- [Dataset entries]
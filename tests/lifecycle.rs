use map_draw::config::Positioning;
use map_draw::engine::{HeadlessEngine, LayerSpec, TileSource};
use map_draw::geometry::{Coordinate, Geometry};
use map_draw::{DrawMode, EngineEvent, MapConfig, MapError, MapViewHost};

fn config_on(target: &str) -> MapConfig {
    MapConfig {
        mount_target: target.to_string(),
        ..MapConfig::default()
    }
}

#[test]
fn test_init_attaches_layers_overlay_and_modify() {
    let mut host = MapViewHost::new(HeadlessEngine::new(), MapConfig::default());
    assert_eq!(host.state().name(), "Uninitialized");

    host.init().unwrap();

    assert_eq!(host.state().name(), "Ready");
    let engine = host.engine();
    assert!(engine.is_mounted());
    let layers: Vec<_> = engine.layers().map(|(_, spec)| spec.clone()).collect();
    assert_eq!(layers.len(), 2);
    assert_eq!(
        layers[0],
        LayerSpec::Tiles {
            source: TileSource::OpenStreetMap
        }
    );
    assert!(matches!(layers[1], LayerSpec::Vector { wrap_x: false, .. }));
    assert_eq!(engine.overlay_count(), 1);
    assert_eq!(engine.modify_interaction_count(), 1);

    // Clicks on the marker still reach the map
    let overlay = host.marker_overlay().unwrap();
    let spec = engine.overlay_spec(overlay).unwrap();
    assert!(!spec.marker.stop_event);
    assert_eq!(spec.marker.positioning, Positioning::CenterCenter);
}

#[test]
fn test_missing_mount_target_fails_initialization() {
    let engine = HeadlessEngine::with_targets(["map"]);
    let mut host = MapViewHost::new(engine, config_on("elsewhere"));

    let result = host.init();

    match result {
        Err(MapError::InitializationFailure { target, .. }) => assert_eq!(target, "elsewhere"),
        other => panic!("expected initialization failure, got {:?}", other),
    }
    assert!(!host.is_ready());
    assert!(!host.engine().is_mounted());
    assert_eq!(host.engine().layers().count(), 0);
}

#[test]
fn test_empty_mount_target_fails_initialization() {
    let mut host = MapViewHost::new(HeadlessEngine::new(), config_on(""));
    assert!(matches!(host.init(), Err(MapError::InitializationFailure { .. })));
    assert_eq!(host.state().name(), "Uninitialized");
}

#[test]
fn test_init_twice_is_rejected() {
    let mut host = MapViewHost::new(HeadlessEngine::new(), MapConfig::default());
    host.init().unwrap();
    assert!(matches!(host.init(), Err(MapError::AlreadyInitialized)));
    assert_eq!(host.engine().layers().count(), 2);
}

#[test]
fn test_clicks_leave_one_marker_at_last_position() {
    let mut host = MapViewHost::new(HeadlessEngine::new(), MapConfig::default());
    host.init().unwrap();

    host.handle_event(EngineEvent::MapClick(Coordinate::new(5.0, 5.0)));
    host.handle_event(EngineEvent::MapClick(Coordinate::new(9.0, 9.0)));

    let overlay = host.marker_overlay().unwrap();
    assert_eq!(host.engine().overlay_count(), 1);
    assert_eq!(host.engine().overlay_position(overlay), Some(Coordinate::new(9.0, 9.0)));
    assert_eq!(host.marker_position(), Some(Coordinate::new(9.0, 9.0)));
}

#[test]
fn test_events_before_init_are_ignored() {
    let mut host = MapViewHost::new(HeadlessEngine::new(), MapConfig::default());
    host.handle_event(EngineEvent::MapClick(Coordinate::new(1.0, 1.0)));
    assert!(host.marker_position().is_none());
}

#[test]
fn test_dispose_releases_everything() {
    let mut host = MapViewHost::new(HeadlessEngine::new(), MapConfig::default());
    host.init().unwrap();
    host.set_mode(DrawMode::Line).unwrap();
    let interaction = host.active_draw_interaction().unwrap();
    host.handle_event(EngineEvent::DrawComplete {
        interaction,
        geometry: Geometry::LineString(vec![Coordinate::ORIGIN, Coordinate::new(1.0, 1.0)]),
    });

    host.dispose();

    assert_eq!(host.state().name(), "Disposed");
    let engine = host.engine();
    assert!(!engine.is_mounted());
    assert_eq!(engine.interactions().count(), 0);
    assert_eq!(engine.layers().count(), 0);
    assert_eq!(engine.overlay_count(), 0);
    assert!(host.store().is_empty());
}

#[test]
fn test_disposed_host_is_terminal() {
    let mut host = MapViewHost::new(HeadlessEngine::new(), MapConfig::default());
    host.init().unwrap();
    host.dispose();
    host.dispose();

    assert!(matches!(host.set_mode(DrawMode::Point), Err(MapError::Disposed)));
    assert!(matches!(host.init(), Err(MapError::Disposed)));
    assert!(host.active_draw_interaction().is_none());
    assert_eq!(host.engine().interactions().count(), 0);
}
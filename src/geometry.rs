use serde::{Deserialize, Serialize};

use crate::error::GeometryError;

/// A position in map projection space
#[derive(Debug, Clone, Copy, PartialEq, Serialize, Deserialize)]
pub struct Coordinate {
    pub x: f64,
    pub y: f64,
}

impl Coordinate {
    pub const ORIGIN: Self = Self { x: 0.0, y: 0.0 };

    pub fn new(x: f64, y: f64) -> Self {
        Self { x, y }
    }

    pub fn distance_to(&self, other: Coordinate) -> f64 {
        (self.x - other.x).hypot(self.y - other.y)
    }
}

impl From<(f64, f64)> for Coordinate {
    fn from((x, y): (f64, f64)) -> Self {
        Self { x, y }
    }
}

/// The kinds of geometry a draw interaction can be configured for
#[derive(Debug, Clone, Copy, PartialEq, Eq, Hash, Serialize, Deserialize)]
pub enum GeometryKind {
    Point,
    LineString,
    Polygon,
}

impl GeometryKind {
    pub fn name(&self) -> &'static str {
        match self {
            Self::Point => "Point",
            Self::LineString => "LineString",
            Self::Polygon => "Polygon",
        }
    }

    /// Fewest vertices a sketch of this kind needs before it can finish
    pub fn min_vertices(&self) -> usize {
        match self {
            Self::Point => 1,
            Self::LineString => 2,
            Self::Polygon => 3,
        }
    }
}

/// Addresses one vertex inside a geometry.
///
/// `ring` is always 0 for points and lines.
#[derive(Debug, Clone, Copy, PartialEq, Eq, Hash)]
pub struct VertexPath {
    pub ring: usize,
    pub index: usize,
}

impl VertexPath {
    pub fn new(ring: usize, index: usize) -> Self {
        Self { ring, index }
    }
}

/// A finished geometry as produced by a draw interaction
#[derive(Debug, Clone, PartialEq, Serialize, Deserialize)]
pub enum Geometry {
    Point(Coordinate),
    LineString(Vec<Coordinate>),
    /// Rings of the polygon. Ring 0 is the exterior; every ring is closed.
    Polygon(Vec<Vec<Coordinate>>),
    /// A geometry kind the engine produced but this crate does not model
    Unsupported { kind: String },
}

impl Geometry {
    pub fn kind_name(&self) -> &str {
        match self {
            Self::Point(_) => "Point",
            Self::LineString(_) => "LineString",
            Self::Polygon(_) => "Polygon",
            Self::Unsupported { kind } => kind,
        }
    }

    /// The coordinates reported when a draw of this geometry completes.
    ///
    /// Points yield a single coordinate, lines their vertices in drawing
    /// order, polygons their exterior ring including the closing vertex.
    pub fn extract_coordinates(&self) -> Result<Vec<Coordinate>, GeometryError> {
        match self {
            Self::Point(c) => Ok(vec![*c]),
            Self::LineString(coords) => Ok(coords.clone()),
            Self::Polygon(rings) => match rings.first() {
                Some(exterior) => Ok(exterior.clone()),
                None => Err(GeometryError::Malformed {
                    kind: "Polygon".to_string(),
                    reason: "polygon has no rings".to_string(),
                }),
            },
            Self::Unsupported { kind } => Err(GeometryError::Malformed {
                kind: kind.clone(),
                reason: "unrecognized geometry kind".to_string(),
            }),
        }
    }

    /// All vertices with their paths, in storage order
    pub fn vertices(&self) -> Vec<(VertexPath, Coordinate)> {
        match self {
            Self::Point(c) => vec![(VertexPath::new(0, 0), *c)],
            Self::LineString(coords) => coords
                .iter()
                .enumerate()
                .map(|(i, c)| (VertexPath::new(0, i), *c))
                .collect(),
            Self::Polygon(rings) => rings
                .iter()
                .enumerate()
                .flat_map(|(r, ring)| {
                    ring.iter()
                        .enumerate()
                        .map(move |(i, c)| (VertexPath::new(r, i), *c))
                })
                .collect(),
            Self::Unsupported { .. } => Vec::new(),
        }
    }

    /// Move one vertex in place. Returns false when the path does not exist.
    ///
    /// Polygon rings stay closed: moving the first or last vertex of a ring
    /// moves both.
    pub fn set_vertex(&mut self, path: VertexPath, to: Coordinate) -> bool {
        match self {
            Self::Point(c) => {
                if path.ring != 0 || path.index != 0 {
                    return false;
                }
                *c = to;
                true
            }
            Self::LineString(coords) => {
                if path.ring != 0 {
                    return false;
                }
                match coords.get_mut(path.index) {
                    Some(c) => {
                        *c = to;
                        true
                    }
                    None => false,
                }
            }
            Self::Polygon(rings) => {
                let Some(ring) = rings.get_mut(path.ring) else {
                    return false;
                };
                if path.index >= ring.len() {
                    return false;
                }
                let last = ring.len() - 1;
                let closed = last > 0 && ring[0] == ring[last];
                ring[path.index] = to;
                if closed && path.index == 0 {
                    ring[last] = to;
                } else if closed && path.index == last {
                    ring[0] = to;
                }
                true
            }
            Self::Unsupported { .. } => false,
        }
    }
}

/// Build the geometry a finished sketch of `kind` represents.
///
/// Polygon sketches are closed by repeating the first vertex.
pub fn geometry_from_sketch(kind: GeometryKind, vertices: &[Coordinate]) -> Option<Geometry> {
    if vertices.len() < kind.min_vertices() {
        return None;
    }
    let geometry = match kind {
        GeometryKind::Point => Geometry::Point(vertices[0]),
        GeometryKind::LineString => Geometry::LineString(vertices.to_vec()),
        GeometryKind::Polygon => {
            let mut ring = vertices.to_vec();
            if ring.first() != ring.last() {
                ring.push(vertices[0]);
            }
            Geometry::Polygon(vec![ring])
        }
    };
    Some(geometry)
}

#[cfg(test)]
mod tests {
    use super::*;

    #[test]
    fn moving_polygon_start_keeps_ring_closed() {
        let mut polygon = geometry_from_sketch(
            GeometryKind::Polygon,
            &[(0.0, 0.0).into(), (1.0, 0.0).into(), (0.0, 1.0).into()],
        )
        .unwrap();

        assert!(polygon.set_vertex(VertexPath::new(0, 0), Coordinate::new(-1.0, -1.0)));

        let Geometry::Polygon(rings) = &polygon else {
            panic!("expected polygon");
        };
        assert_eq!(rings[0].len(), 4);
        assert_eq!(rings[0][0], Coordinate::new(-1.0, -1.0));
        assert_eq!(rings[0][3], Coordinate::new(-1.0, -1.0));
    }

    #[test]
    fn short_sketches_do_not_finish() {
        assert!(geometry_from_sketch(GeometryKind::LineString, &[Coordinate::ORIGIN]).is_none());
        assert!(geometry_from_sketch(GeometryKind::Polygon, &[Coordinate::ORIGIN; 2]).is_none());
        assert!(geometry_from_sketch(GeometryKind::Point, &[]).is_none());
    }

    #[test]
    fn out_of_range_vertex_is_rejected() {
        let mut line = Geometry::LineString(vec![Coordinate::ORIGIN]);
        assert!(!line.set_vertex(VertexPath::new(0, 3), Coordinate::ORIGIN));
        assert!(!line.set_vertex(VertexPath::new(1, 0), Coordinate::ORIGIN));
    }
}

- [PROBLEM]
Search the entries for "LayerSpec" and copy out each line that has it.

- [COMPLETED EXERCISE]
use map_draw::engine::{HeadlessEngine, LayerSpec, TileSource};
        LayerSpec::Tiles {
    assert!(matches!(layers[1], LayerSpec::Vector { wrap_x: false, .. }));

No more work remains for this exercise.